A guest blog by Minnesota OULAkin Christina Cyrus:

I had an epiphany today. Shame is a controlling and destructive emotion.

In the past two weeks I’ve:

*Been working through feelings of shame associated with childhood memories.
*Had honest conversations about the shame we feel when we experience normal emotions like envy or competitiveness.
*Reflected on the shame we feel about our bodies.
and
*Reframed an experience with shaming for my 6-year-old daughter.

The signs of shame have been abundant and it is time to for me to reflect on what the universe is trying to show me.

I’m sharing my reflections with you in the way I process best: writing.

Shame is an effective tool. People use shame to get others to fit into their ideal, subscribe to their beliefs, or meet their wants or desires. We see this DAILY and that teaches us that shame is a way to reach goals and/or get what you want.

In companies and organizations we work in, a shame culture is evident when there are behaviors like gossiping and bullying. At times, the shame is outright, like public criticisms and reprimands.

Marketing uses shame to tap into our insecurities and get us to buy what is being sold.

Governments use shame to get constituents to buy in to policy.

So far, you may be thinking, “Right on! Down with the Man!”. Well hold on, because this is where it gets uncomfortable.

The use of shame to control does not only come from faceless or abstract entities like companies or governments. We learn to use shame with those closest to us.

Think of teachers who use the concepts of “good” and “bad” with students when describing behavior.

Think of parents who use comparisons or assign value to actions or behaviors when raising children.

Think of those closest to you: friends, partners, others.

The last subset had me really reeling in my thoughts. I immediately thought of two experiences. One where I was the shamer and one where I felt shamed.

I have a very good friend. She, more often than not, is non committal when making plans. If plans are made, she has frequently cancelled them. I would get so frustrated and tell her she was being flakey. There it is. Did you catch it? My beliefs are that if you say you are going to do something, you should follow through. I name-called (flakey) and shamed her for her actions to get her to behave (control the situation) in the way that I thought was “right”.

Time for a reframe. What I realized years ago is that she believes and values honoring herself and her needs. I realized that I don’t have the right to make my belief, her belief. The only person I had control over was me. So, I either decide that this was a non negotiable for the people I call friends and let the friendship go OR I accept who she is and her beliefs and adjust my expectations. Both options having to do with my beliefs, desires, and actions; versus trying to control her actions with shame to get her to do what I wanted.

Another experience I had was a message I received.
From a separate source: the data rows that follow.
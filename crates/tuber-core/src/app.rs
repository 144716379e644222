//! Application records
//!
//! An [`App`] is everything Tuber knows about one deployed application: where its
//! image comes from, the variables its manifests are interpolated with, which
//! resources it must never touch, and the last two successfully released
//! resource sets.

use std::collections::BTreeMap;
use std::fmt;
use std::str::FromStr;

use chrono::{DateTime, Utc};
use serde::{Deserialize, Serialize};

use crate::error::CoreError;
use crate::state::State;

/// Interpolation key for the released image digest
pub const VAR_IMAGE: &str = "tuberImage";
/// Interpolation key for the app name
pub const VAR_APP_NAME: &str = "tuberAppName";
pub const VAR_DEFAULT_GATEWAY: &str = "clusterDefaultGateway";
pub const VAR_DEFAULT_HOST: &str = "clusterDefaultHost";
pub const VAR_ADMIN_GATEWAY: &str = "clusterAdminGateway";
pub const VAR_ADMIN_HOST: &str = "clusterAdminHost";

/// A Tuber-managed application
#[derive(Debug, Clone, Default, PartialEq, Serialize, Deserialize)]
#[serde(rename_all = "camelCase")]
pub struct App {
    /// App name, also the namespace it is released into
    pub name: String,

    /// Image reference releases are triggered from (e.g. `gcr.io/proj/app:main`)
    #[serde(default)]
    pub image_tag: String,

    /// Per-app interpolation variables
    #[serde(default)]
    pub vars: BTreeMap<String, String>,

    /// Resources that are never applied or recorded for this app
    #[serde(default)]
    pub excluded_resources: Vec<ResourceRef>,

    /// Notification channel (catch-all channel when empty)
    #[serde(default)]
    pub slack_channel: String,

    /// Paused apps are skipped by the releaser
    #[serde(default)]
    pub paused: bool,

    /// Review apps skip external monitoring
    #[serde(default)]
    pub review_app: bool,

    /// Image tags of the currently released digest
    #[serde(default)]
    pub current_tags: Vec<String>,

    /// Last two released resource sets
    #[serde(default)]
    pub state: State,

    /// When `state` was last written
    #[serde(default)]
    pub released_at: Option<DateTime<Utc>>,
}

impl App {
    pub fn new(name: impl Into<String>, image_tag: impl Into<String>) -> Self {
        Self {
            name: name.into(),
            image_tag: image_tag.into(),
            ..Default::default()
        }
    }

    /// Channel to notify, if the app configured one
    pub fn channel(&self) -> Option<&str> {
        if self.slack_channel.is_empty() {
            None
        } else {
            Some(&self.slack_channel)
        }
    }

    /// Add an exclusion unless an identical one is already present
    pub fn exclude(&mut self, resource: ResourceRef) -> bool {
        if self.excluded_resources.contains(&resource) {
            return false;
        }
        self.excluded_resources.push(resource);
        true
    }

    /// Build the interpolation variables for releasing `digest`
    ///
    /// App vars are inserted first so the built-in keys always win.
    pub fn interpolation_vars(
        &self,
        digest: &str,
        cluster: &ClusterData,
    ) -> BTreeMap<String, String> {
        let mut vars = self.vars.clone();
        vars.insert(VAR_IMAGE.to_string(), digest.to_string());
        vars.insert(VAR_APP_NAME.to_string(), self.name.clone());
        vars.insert(
            VAR_DEFAULT_GATEWAY.to_string(),
            cluster.default_gateway.clone(),
        );
        vars.insert(VAR_DEFAULT_HOST.to_string(), cluster.default_host.clone());
        vars.insert(VAR_ADMIN_GATEWAY.to_string(), cluster.admin_gateway.clone());
        vars.insert(VAR_ADMIN_HOST.to_string(), cluster.admin_host.clone());
        vars
    }
}

/// Cluster-wide values available to every app's manifests
#[derive(Debug, Clone, Default, PartialEq, Eq, Serialize, Deserialize)]
#[serde(rename_all = "camelCase")]
pub struct ClusterData {
    #[serde(default)]
    pub default_gateway: String,
    #[serde(default)]
    pub default_host: String,
    #[serde(default)]
    pub admin_gateway: String,
    #[serde(default)]
    pub admin_host: String,
}

/// Reference to a Kubernetes resource by kind and name
#[derive(Debug, Clone, PartialEq, Eq, Hash, PartialOrd, Ord, Serialize, Deserialize)]
pub struct ResourceRef {
    pub kind: String,
    pub name: String,
}

impl ResourceRef {
    pub fn new(kind: impl Into<String>, name: impl Into<String>) -> Self {
        Self {
            kind: kind.into(),
            name: name.into(),
        }
    }

    /// Case-insensitive identity used for exclusion matching
    pub fn exclusion_key(&self) -> String {
        format!("{}:{}", self.kind.to_lowercase(), self.name.to_lowercase())
    }
}

impl fmt::Display for ResourceRef {
    fn fmt(&self, f: &mut fmt::Formatter<'_>) -> fmt::Result {
        write!(f, "{}/{}", self.kind, self.name)
    }
}

impl FromStr for ResourceRef {
    type Err = CoreError;

    /// Parse `Kind/name`
    fn from_str(s: &str) -> Result<Self, Self::Err> {
        match s.trim().split_once('/') {
            Some((kind, name)) if !kind.is_empty() && !name.is_empty() => {
                Ok(ResourceRef::new(kind, name))
            }
            _ => Err(CoreError::InvalidResourceRef {
                value: s.to_string(),
            }),
        }
    }
}

/// Raw manifest groups extracted for one image digest
#[derive(Debug, Clone, Default, PartialEq, Eq)]
pub struct AppYamls {
    /// Run-to-completion Pods applied before anything else
    pub prerelease: Vec<String>,
    /// Main release manifests (configs and workloads)
    pub release: Vec<String>,
    /// Canary-stage manifests applied after the workloads are healthy
    pub postrelease: Vec<String>,
    /// Image tags pointing at the digest
    pub tags: Vec<String>,
}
I have been sharing my experiences that I believe may be valuable or helpful for others publicly; while not mentioning names or identifying information. Someone who was a part of my life story said that they had not shared experiences from our time together because they didn’t feel it was productive and out of respect for me. They asked if I could be mindful of that.

I couldn’t figure out why this message was triggering me. Today, I realized why. Shame. The way I read the message said “these are my beliefs and values and how I have acted and you should also act in this way”. I felt shamed. As if the stories I was sharing were disrespectful because the sharing of them didn’t align with the values and beliefs of what this person thought should be shared.

I don’t write this to make you feel shame. Did you go there? Maybe thinking “I’ve said or done similar; I must be a terrible person”.

YOU ABSOLUTELY ARE NOT.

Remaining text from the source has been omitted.